* _Problem statement_
When you find the word "breakdown" in a line of the entries, please copy the whole line.

═════ Information

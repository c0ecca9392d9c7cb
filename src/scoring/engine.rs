use anyhow::{Context, Result};
use serde::Serialize;
use tracing::debug;

use super::components::{
    age_score, clamp_score, context_score, draw_score, form_score, jockey_score, momentum_score,
    odds_score, rating_score, trainer_score, value_score, weight_score, ComponentScores, Factor,
    Roster,
};
use super::config::{
    BandEntry, BandsConfig, FactorWeights, RosterConfig, ScoringConfig, DEFAULT_MISSING_DATA_THRESHOLD,
    DEFAULT_RATING_DIVISOR,
};
use super::factors::Band;
use super::features::{EntrantFeatures, MissingDataPolicy};
use crate::error::AnalysisError;
use crate::race::Entrant;

/// One line of the score breakdown
#[derive(Debug, Clone, Serialize)]
pub struct FactorContribution {
    pub factor: Factor,
    pub score: f64,  // Component score, 0-10
    pub weight: f64, // Share of the raw score
    pub contribution: f64,
}

/// An entrant after per-entrant scoring, before any field-relative adjustment.
#[derive(Debug, Clone, Serialize)]
pub struct ScoredEntrant {
    pub entrant: Entrant,
    pub features: EntrantFeatures,
    pub components: ComponentScores,
    /// Weighted sum of the components, 0-10
    pub raw_score: f64,
    /// `raw_score` on a 0-100 display scale, one decimal
    pub total_score: f64,
    pub breakdown: Vec<FactorContribution>,
    /// The sparse-record fallback replaced rating, form and jockey
    pub missing_data_override: bool,
}

/// Parsed threshold tables for the banded factors.
#[derive(Debug, Clone, PartialEq)]
pub struct BandTables {
    pub odds: Vec<Band>,
    pub weight: Vec<Band>,
    pub draw: Vec<Band>,
    pub age: Vec<Band>,
}

impl BandTables {
    /// Tables left out of the config keep their built-in rows
    pub fn from_config(config: Option<&BandsConfig>) -> Result<Self> {
        let defaults = BandsConfig::default();
        let pick = |name: &str,
                    configured: Option<&Vec<BandEntry>>,
                    fallback: &Option<Vec<BandEntry>>|
         -> Result<Vec<Band>> {
            let rows = configured.or(fallback.as_ref()).map(Vec::as_slice).unwrap_or(&[]);
            parse_bands(rows).with_context(|| format!("Invalid {} bands", name))
        };

        Ok(Self {
            odds: pick("odds", config.and_then(|c| c.odds.as_ref()), &defaults.odds)?,
            weight: pick("weight", config.and_then(|c| c.weight.as_ref()), &defaults.weight)?,
            draw: pick("draw", config.and_then(|c| c.draw.as_ref()), &defaults.draw)?,
            age: pick("age", config.and_then(|c| c.age.as_ref()), &defaults.age)?,
        })
    }
}

impl Default for BandTables {
    fn default() -> Self {
        // Built-in rows are static and known to parse
        Self::from_config(None).unwrap_or(Self {
            odds: Vec::new(),
            weight: Vec::new(),
            draw: Vec::new(),
            age: Vec::new(),
        })
    }
}

pub fn parse_bands(entries: &[BandEntry]) -> Result<Vec<Band>> {
    entries
        .iter()
        .map(|entry| {
            Band::parse(&entry.range, entry.score)
                .with_context(|| format!("range '{}'", entry.range))
        })
        .collect()
}

/// Per-entrant scorer: features, eleven components, weighted aggregate.
///
/// Built once per analysis from the scoring config; holds no per-entrant state.
#[derive(Debug, Clone)]
pub struct ScoringEngine {
    weights: FactorWeights,
    jockeys: Roster,
    trainers: Roster,
    bands: BandTables,
    rating_divisor: f64,
    missing_data: MissingDataPolicy,
}

impl Default for ScoringEngine {
    fn default() -> Self {
        Self::with_bands(&ScoringConfig::default(), BandTables::default())
    }
}

impl ScoringEngine {
    pub fn new(config: &ScoringConfig) -> Result<Self> {
        let bands = BandTables::from_config(config.bands.as_ref())?;
        Ok(Self::with_bands(config, bands))
    }

    fn with_bands(config: &ScoringConfig, bands: BandTables) -> Self {
        let roster_defaults = RosterConfig::default();
        let rosters = config.rosters.as_ref();
        let jockeys = rosters
            .and_then(|r| r.jockeys.as_ref())
            .or(roster_defaults.jockeys.as_ref());
        let trainers = rosters
            .and_then(|r| r.trainers.as_ref())
            .or(roster_defaults.trainers.as_ref());

        Self {
            weights: config.weights.unwrap_or_default(),
            jockeys: Roster::new(jockeys.into_iter().flatten()),
            trainers: Roster::new(trainers.into_iter().flatten()),
            bands,
            rating_divisor: config.rating_divisor.unwrap_or(DEFAULT_RATING_DIVISOR),
            missing_data: MissingDataPolicy {
                threshold: config
                    .missing_data_threshold
                    .unwrap_or(DEFAULT_MISSING_DATA_THRESHOLD),
            },
        }
    }

    pub fn weights(&self) -> &FactorWeights {
        &self.weights
    }

    /// The eleven component scores, without the missing-data fallback.
    pub fn score_components(&self, entrant: &Entrant, features: &EntrantFeatures) -> ComponentScores {
        let rating = rating_score(features.rating, self.rating_divisor);
        ComponentScores {
            rating,
            form: form_score(&features.form),
            weight: weight_score(features.weight_lbs, &self.bands.weight),
            jockey: jockey_score(
                entrant.jockey_name(),
                entrant.jockey_stats.as_ref(),
                &self.jockeys,
            ),
            trainer: trainer_score(
                entrant.trainer_name(),
                entrant.trainer_stats.as_ref(),
                &self.trainers,
            ),
            age: age_score(features.age, &self.bands.age),
            draw: draw_score(Some(features.draw), &self.bands.draw),
            odds: odds_score(features.decimal_odds, &self.bands.odds),
            momentum: momentum_score(&features.form),
            context: context_score(features),
            value: value_score(features.decimal_odds, rating),
        }
    }

    /// Score one entrant. `position` is its 1-based place in the field.
    pub fn evaluate(&self, entrant: &Entrant, position: usize) -> Result<ScoredEntrant, AnalysisError> {
        let features = EntrantFeatures::extract(entrant, position);
        let mut components = self.score_components(entrant, &features);

        let override_score = self
            .missing_data
            .neutral_band(features.missing_primary, position);
        if let Some(score) = override_score {
            debug!(
                "{}: {} primary fields missing, using positional score {:.1}",
                entrant.name, features.missing_primary, score
            );
            components.rating = score;
            components.form = score;
            components.jockey = score;
        }

        if let Some(factor) = components.first_non_finite() {
            return Err(AnalysisError::NonFiniteScore {
                name: entrant.name.clone(),
                component: factor.label().to_string(),
            });
        }

        let raw_score = aggregate(&components, &self.weights);
        if !raw_score.is_finite() {
            return Err(AnalysisError::NonFiniteScore {
                name: entrant.name.clone(),
                component: "Raw".to_string(),
            });
        }

        let breakdown = components
            .iter()
            .map(|(factor, score)| {
                let weight = self.weights.get(factor);
                FactorContribution {
                    factor,
                    score,
                    weight,
                    contribution: score * weight,
                }
            })
            .collect();

        Ok(ScoredEntrant {
            entrant: entrant.clone(),
            features,
            components,
            raw_score,
            total_score: display_score(raw_score),
            breakdown,
            missing_data_override: override_score.is_some(),
        })
    }
}

/// Weighted sum of the component scores, clamped to [0, 10].
pub fn aggregate(components: &ComponentScores, weights: &FactorWeights) -> f64 {
    let raw: f64 = components
        .iter()
        .map(|(factor, score)| score * weights.get(factor))
        .sum();
    clamp_score(raw)
}

/// Raw score on the 0-100 display scale, rounded to one decimal
pub fn display_score(raw_score: f64) -> f64 {
    (raw_score * 100.0).round() / 10.0
}
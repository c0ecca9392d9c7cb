use serde::de::IgnoredAny;
use serde::{Deserialize, Deserializer, Serialize};

/// Text values that card sources use for "we don't know".
const UNKNOWN_MARKERS: &[&str] = &["n/a", "na", "unknown", "?"];

/// Authoritative record for a jockey or trainer, when the card source has one.
///
/// Both fields are read leniently: "25%" is a strike rate of 25, and an
/// unreadable sample size counts as zero.
#[derive(Debug, Clone, Default, PartialEq, Serialize, Deserialize)]
pub struct ConnectionStats {
    /// Strike rate, 0-100; `None` when missing or unreadable
    #[serde(default, deserialize_with = "lenient_number")]
    pub win_percentage: Option<f64>,
    /// Rides for a jockey, runners for a trainer
    #[serde(
        default,
        alias = "rides",
        alias = "runs",
        deserialize_with = "lenient_count"
    )]
    pub sample_size: u32,
}

/// One past run, most recent first in `Entrant::historical_runs`.
#[derive(Debug, Clone, PartialEq, Serialize, Deserialize)]
pub struct HistoricalRun {
    #[serde(default, deserialize_with = "lenient_required_text")]
    pub position: String,
    #[serde(default, deserialize_with = "lenient_text")]
    pub date: Option<String>,
    #[serde(default, deserialize_with = "lenient_text")]
    pub venue: Option<String>,
    #[serde(default, deserialize_with = "lenient_text")]
    pub distance: Option<String>,
}

/// A race entrant exactly as the card source delivered it.
///
/// Every field apart from `name` is raw text and may be missing or garbage;
/// scoring degrades each field to a neutral value instead of rejecting the record.
#[derive(Debug, Clone, Default, PartialEq, Serialize, Deserialize)]
pub struct Entrant {
    #[serde(default, deserialize_with = "lenient_required_text")]
    pub name: String,
    #[serde(default, deserialize_with = "lenient_text")]
    pub jockey: Option<String>,
    #[serde(default, deserialize_with = "lenient_text")]
    pub trainer: Option<String>,
    /// "4/1", "evens" or decimal "5.00"
    #[serde(default, deserialize_with = "lenient_text")]
    pub odds: Option<String>,
    /// "stones-pounds", e.g. "9-2"
    #[serde(default, deserialize_with = "lenient_text")]
    pub weight: Option<String>,
    #[serde(default, deserialize_with = "lenient_text")]
    pub age: Option<String>,
    /// Finishing positions, most recent first
    #[serde(default, deserialize_with = "lenient_text")]
    pub form: Option<String>,
    #[serde(default, deserialize_with = "lenient_text")]
    pub official_rating: Option<String>,
    #[serde(default, deserialize_with = "lenient_text")]
    pub draw: Option<String>,
    #[serde(default, deserialize_with = "lenient_stats")]
    pub jockey_stats: Option<ConnectionStats>,
    #[serde(default, deserialize_with = "lenient_stats")]
    pub trainer_stats: Option<ConnectionStats>,
    #[serde(default, deserialize_with = "lenient_runs")]
    pub historical_runs: Vec<HistoricalRun>,
}

impl Entrant {
    pub fn new(name: impl Into<String>) -> Self {
        Self {
            name: name.into(),
            ..Default::default()
        }
    }

    /// Field value if present and not an "unknown" marker
    pub fn known(field: &Option<String>) -> Option<&str> {
        field.as_deref().map(str::trim).filter(|s| !is_unknown(s))
    }

    pub fn jockey_name(&self) -> Option<&str> {
        Self::known(&self.jockey)
    }

    pub fn trainer_name(&self) -> Option<&str> {
        Self::known(&self.trainer)
    }
}

/// A race card: optional metadata plus the field.
#[derive(Debug, Clone, Default, Serialize, Deserialize)]
pub struct RaceCard {
    #[serde(default)]
    pub title: Option<String>,
    /// Ground description ("good", "soft", ...)
    #[serde(default)]
    pub going: Option<String>,
    pub entrants: Vec<Entrant>,
}

/// Input files hold either a full card or just the list of entrants.
#[derive(Debug, Clone, Deserialize)]
#[serde(untagged)]
pub enum RaceInput {
    Card(RaceCard),
    Entrants(Vec<Entrant>),
}

impl From<RaceInput> for RaceCard {
    fn from(input: RaceInput) -> Self {
        match input {
            RaceInput::Card(card) => card,
            RaceInput::Entrants(entrants) => RaceCard {
                entrants,
                ..Default::default()
            },
        }
    }
}

/// True for blank text and the usual "unknown" placeholders
pub fn is_unknown(value: &str) -> bool {
    let value = value.trim();
    value.is_empty() || UNKNOWN_MARKERS.iter().any(|m| value.eq_ignore_ascii_case(m))
}

#[derive(Deserialize)]
#[serde(untagged)]
enum RawText {
    Text(String),
    Int(i64),
    Float(f64),
    Other(IgnoredAny),
}

impl RawText {
    fn into_text(self) -> Option<String> {
        match self {
            RawText::Text(s) => Some(s),
            RawText::Int(n) => Some(n.to_string()),
            RawText::Float(f) => Some(f.to_string()),
            RawText::Other(_) => None,
        }
    }

    fn into_number(self) -> Option<f64> {
        let number = match self {
            RawText::Text(s) => s.trim().trim_end_matches('%').trim_end().parse::<f64>().ok()?,
            RawText::Int(n) => n as f64,
            RawText::Float(f) => f,
            RawText::Other(_) => return None,
        };
        number.is_finite().then_some(number)
    }
}

#[derive(Deserialize)]
#[serde(untagged)]
enum Lenient<T> {
    Value(T),
    Other(IgnoredAny),
}

impl<T> Lenient<T> {
    fn into_option(self) -> Option<T> {
        match self {
            Lenient::Value(value) => Some(value),
            Lenient::Other(_) => None,
        }
    }
}

// Card sources disagree on whether ratings and draws are strings or numbers.
// Anything else (booleans, objects, lists) reads as missing.
fn lenient_text<'de, D>(deserializer: D) -> Result<Option<String>, D::Error>
where
    D: Deserializer<'de>,
{
    Ok(Option::<RawText>::deserialize(deserializer)?.and_then(RawText::into_text))
}

fn lenient_required_text<'de, D>(deserializer: D) -> Result<String, D::Error>
where
    D: Deserializer<'de>,
{
    Ok(RawText::deserialize(deserializer)?
        .into_text()
        .unwrap_or_default())
}

fn lenient_number<'de, D>(deserializer: D) -> Result<Option<f64>, D::Error>
where
    D: Deserializer<'de>,
{
    Ok(Option::<RawText>::deserialize(deserializer)?.and_then(RawText::into_number))
}

fn lenient_count<'de, D>(deserializer: D) -> Result<u32, D::Error>
where
    D: Deserializer<'de>,
{
    let count = lenient_number(deserializer)?.filter(|n| *n >= 0.0);
    Ok(count.map(|n| n.min(f64::from(u32::MAX)) as u32).unwrap_or(0))
}

/// A stats block that is not an object reads as no stats at all.
fn lenient_stats<'de, D>(deserializer: D) -> Result<Option<ConnectionStats>, D::Error>
where
    D: Deserializer<'de>,
{
    Ok(Option::<Lenient<ConnectionStats>>::deserialize(deserializer)?.and_then(Lenient::into_option))
}

/// Runs that cannot be read are skipped; a non-list reads as no history.
fn lenient_runs<'de, D>(deserializer: D) -> Result<Vec<HistoricalRun>, D::Error>
where
    D: Deserializer<'de>,
{
    let runs = Option::<Lenient<Vec<Lenient<HistoricalRun>>>>::deserialize(deserializer)?
        .and_then(Lenient::into_option)
        .unwrap_or_default();
    Ok(runs.into_iter().filter_map(Lenient::into_option).collect())
}
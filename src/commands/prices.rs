use crate::analyzer::prices::{PriceRow, PriceTable};
use crate::db::{insert, queries};
use crate::error::AppError;
use crate::state::{AppState, DbAccess};

pub fn list_prices(state: &AppState) -> Result<Vec<PriceRow>, AppError> {
    Ok(state.db(queries::load_price_table)?.rows())
}

pub fn get_price_table(state: &AppState) -> Result<PriceTable, AppError> {
    state.db(queries::load_price_table)
}

pub fn set_price(
    state: &AppState,
    equipment_type: &str,
    model: &str,
    price: f64,
) -> Result<(), AppError> {
    if equipment_type.trim().is_empty() || model.trim().is_empty() {
        return Err(AppError::Custom("Type and model are required".to_string()));
    }
    if !price.is_finite() || price < 0.0 {
        return Err(AppError::Custom(format!("Invalid price: {}", price)));
    }
    state.db_mut(|conn| {
        let mut table = queries::load_price_table(conn)?;
        table.set_price(equipment_type, model, price);
        insert::save_price_table(conn, &table)?;
        Ok(())
    })?;
    log::info!("Price of {} / {} set to {}", equipment_type, model, price);
    Ok(())
}

/// Returns false when the model was not in the table.
pub fn remove_price(state: &AppState, equipment_type: &str, model: &str) -> Result<bool, AppError> {
    state.db_mut(|conn| {
        let mut table = queries::load_price_table(conn)?;
        if !table.remove_model(equipment_type, model) {
            log::warn!("No price entry for {} / {}", equipment_type, model);
            return Ok(false);
        }
        insert::save_price_table(conn, &table)?;
        Ok(true)
    })
}

#[cfg(test)]
mod tests {
    use super::*;
    use crate::db::setup::init_db_in_memory;

    #[test]
    fn test_set_list_remove() {
        let state = AppState::new(init_db_in_memory().unwrap());
        set_price(&state, "Принт чеков", "XP58", 18000.0).unwrap();
        set_price(&state, "Моноблок", "AT810", 120000.0).unwrap();
        set_price(&state, "Моноблок", "AT810", 125000.0).unwrap();

        let rows = list_prices(&state).unwrap();
        assert_eq!(rows.len(), 2);
        assert_eq!(rows[0].equipment_type, "Моноблок");
        assert_eq!(rows[0].price, Some(125000.0));

        assert!(remove_price(&state, "Принт чеков", "XP58").unwrap());
        assert!(!remove_price(&state, "Принт чеков", "XP58").unwrap());
        assert!(!get_price_table(&state).unwrap().0.contains_key("Принт чеков"));
    }

    #[test]
    fn test_set_price_validation() {
        let state = AppState::new(init_db_in_memory().unwrap());
        assert!(set_price(&state, "", "X", 1.0).is_err());
        assert!(set_price(&state, "T", "X", -5.0).is_err());
        assert!(set_price(&state, "T", "X", f64::NAN).is_err());
        assert!(list_prices(&state).unwrap().is_empty());
    }
}
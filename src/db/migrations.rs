use rusqlite::Connection;

struct Migration {
    version: u32,
    name: &'static str,
    sql: &'static str,
}

const MIGRATIONS: &[Migration] = &[Migration {
    version: 1,
    name: "documents, prices and config",
    sql: include_str!("sql/001_initial.sql"),
}];

/// Applies every migration newer than `PRAGMA user_version`, each in its own transaction.
pub fn run_migrations(conn: &Connection) -> Result<(), rusqlite::Error> {
    let current_version: u32 = conn.pragma_query_value(None, "user_version", |row| row.get(0))?;

    for migration in MIGRATIONS.iter().filter(|m| m.version > current_version) {
        let tx = conn.unchecked_transaction()?;
        tx.execute_batch(migration.sql)?;
        tx.pragma_update(None, "user_version", migration.version)?;
        tx.commit()?;
        log::info!("Applied migration {} ({})", migration.version, migration.name);
    }

    Ok(())
}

══════════

* _Solved exercise_
/// One line of the score breakdown
    pub breakdown: Vec<FactorContribution>,
        let breakdown = components
            breakdown,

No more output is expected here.